» **Task to carry out**: Filter the entries for lines with the word "SelectSkill".

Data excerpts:
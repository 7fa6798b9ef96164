use avatar_stage::assets::testing::StubSource;
use avatar_stage::config::{ShadowConfig, StageConfig};
use avatar_stage::content::StageContent;
use avatar_stage::selection::StageCommand;
use avatar_stage::stage::Stage;
use avatar_stage::theme::ThemeState;
use winit::dpi::PhysicalSize;

fn running_stage() -> Stage {
    let mut stage = Stage::new(
        StageContent::builtin(),
        StageConfig::default(),
        ShadowConfig::default(),
        ThemeState::default(),
        Box::new(StubSource::new()),
    );
    stage.build_scene().unwrap();
    stage.setup_lighting().unwrap();
    stage.load_assets().unwrap();
    stage.process_assets().unwrap();
    stage.configure_shadows().unwrap();
    stage.start_presentation();
    stage
}

fn settle(stage: &mut Stage) {
    let viewport = PhysicalSize::new(1280, 720);
    for _ in 0..300 {
        stage.tick(0.016, viewport);
    }
}

fn committed(stage: &Stage, link: &str) -> f32 {
    let root = stage.registry.get(link).unwrap();
    stage.graph.node(root).unwrap().meta.visibility
}

fn rendered(stage: &Stage, link: &str) -> f32 {
    let root = stage.registry.get(link).unwrap();
    stage.graph.node(root).unwrap().rendered_visibility
}

#[test]
fn skill_selection_isolates_one_model_and_moves_the_camera() {
    let mut stage = running_stage();
    stage.commands.push(StageCommand::SelectSkill("React".to_string()));
    stage.apply_commands(true);

    // Committed state flips immediately, before any fade finishes.
    assert_eq!(committed(&stage, "react"), 1.0);
    assert_eq!(committed(&stage, "css"), 0.0);
    assert_eq!(committed(&stage, "git"), 0.0);
    assert_eq!(committed(&stage, "commitModel"), 0.0);

    settle(&mut stage);
    assert_eq!(rendered(&stage, "react"), 1.0);
    assert_eq!(rendered(&stage, "css"), 0.0);

    let pose = stage
        .content
        .models
        .iter()
        .find(|m| m.link_name == "react")
        .and_then(|m| m.camera_pose.as_ref())
        .unwrap();
    assert!((stage.camera.radius - pose.radius).abs() < 1e-3);
    assert!((stage.camera.target - pose.target_vec()).length() < 1e-3);
}

#[test]
fn skill_without_a_model_changes_nothing() {
    let mut stage = running_stage();
    let before = committed(&stage, "css");
    stage.commands.push(StageCommand::SelectSkill("Teamwork".to_string()));
    stage.apply_commands(true);
    assert_eq!(committed(&stage, "css"), before);
}

#[test]
fn group_selection_restores_declared_bases() {
    let mut stage = running_stage();
    stage.commands.push(StageCommand::SelectSkill("Git".to_string()));
    stage.apply_commands(true);
    assert_eq!(committed(&stage, "css"), 0.0);

    // Group 0 is the programming group.
    stage.commands.push(StageCommand::SelectGroup(0));
    stage.apply_commands(true);

    assert_eq!(committed(&stage, "css"), 1.0);
    assert_eq!(committed(&stage, "react"), 1.0);
    // logos declares visibility 0 and must stay there even as a member.
    assert_eq!(committed(&stage, "logos"), 0.0);
    assert_eq!(committed(&stage, "git"), 0.0);

    settle(&mut stage);
    let home = &stage.content.starting_camera;
    assert!((stage.camera.radius - home.radius).abs() < 1e-3);
}

#[test]
fn group_selection_resets_the_fixtures() {
    let mut stage = running_stage();

    // Advance the diorama and scribble on the board first.
    stage.commands.push(StageCommand::AdvanceCommits);
    stage.apply_commands(true);
    let mut sketch = stage.sketch.take().unwrap();
    assert_eq!(sketch.point_count(), 0);
    sketch.click_marker(&mut stage.graph, &mut stage.tweens, 0);
    assert_eq!(sketch.point_count(), 1);
    stage.sketch = Some(sketch);
    assert_eq!(stage.commits.as_ref().unwrap().button_label(), "merge");

    stage.commands.push(StageCommand::SelectGroup(0));
    stage.apply_commands(true);

    assert_eq!(stage.commits.as_ref().unwrap().button_label(), "commit");
    assert_eq!(stage.sketch.as_ref().unwrap().point_count(), 0);
}

#[test]
fn out_of_range_group_index_falls_back_to_common() {
    let mut stage = running_stage();
    stage.commands.push(StageCommand::SelectSkill("Git".to_string()));
    stage.apply_commands(true);
    stage.commands.push(StageCommand::AdvanceCommits);
    stage.apply_commands(true);

    stage.commands.push(StageCommand::SelectGroup(99));
    stage.apply_commands(true);

    // The catch-all group contains the robot; everything else hides.
    assert_eq!(committed(&stage, "robot"), 1.0);
    assert_eq!(committed(&stage, "css"), 0.0);
    assert_eq!(stage.commits.as_ref().unwrap().button_label(), "commit");
}
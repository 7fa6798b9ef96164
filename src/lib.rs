pub mod animation;
pub mod app;
pub mod assets;
pub mod camera;
pub mod cli;
pub mod commit_graph;
pub mod config;
pub mod content;
pub mod input;
pub mod interact;
pub mod lifecycle;
pub mod mesh;
pub mod registry;
pub mod renderer;
pub mod scene_graph;
pub mod selection;
pub mod sketch;
pub mod stage;
pub mod theme;
pub mod time;
pub mod tooltip;
pub mod tween;
pub mod ui;
pub mod visibility;

pub use app::{run, run_with_overrides, App};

» **Exercise solution**:
    stage.commands.push(StageCommand::SelectSkill("React".to_string()));
    stage.commands.push(StageCommand::SelectSkill("Teamwork".to_string()));
    stage.commands.push(StageCommand::SelectSkill("Git".to_string()));
    stage.commands.push(StageCommand::SelectSkill("Git".to_string()));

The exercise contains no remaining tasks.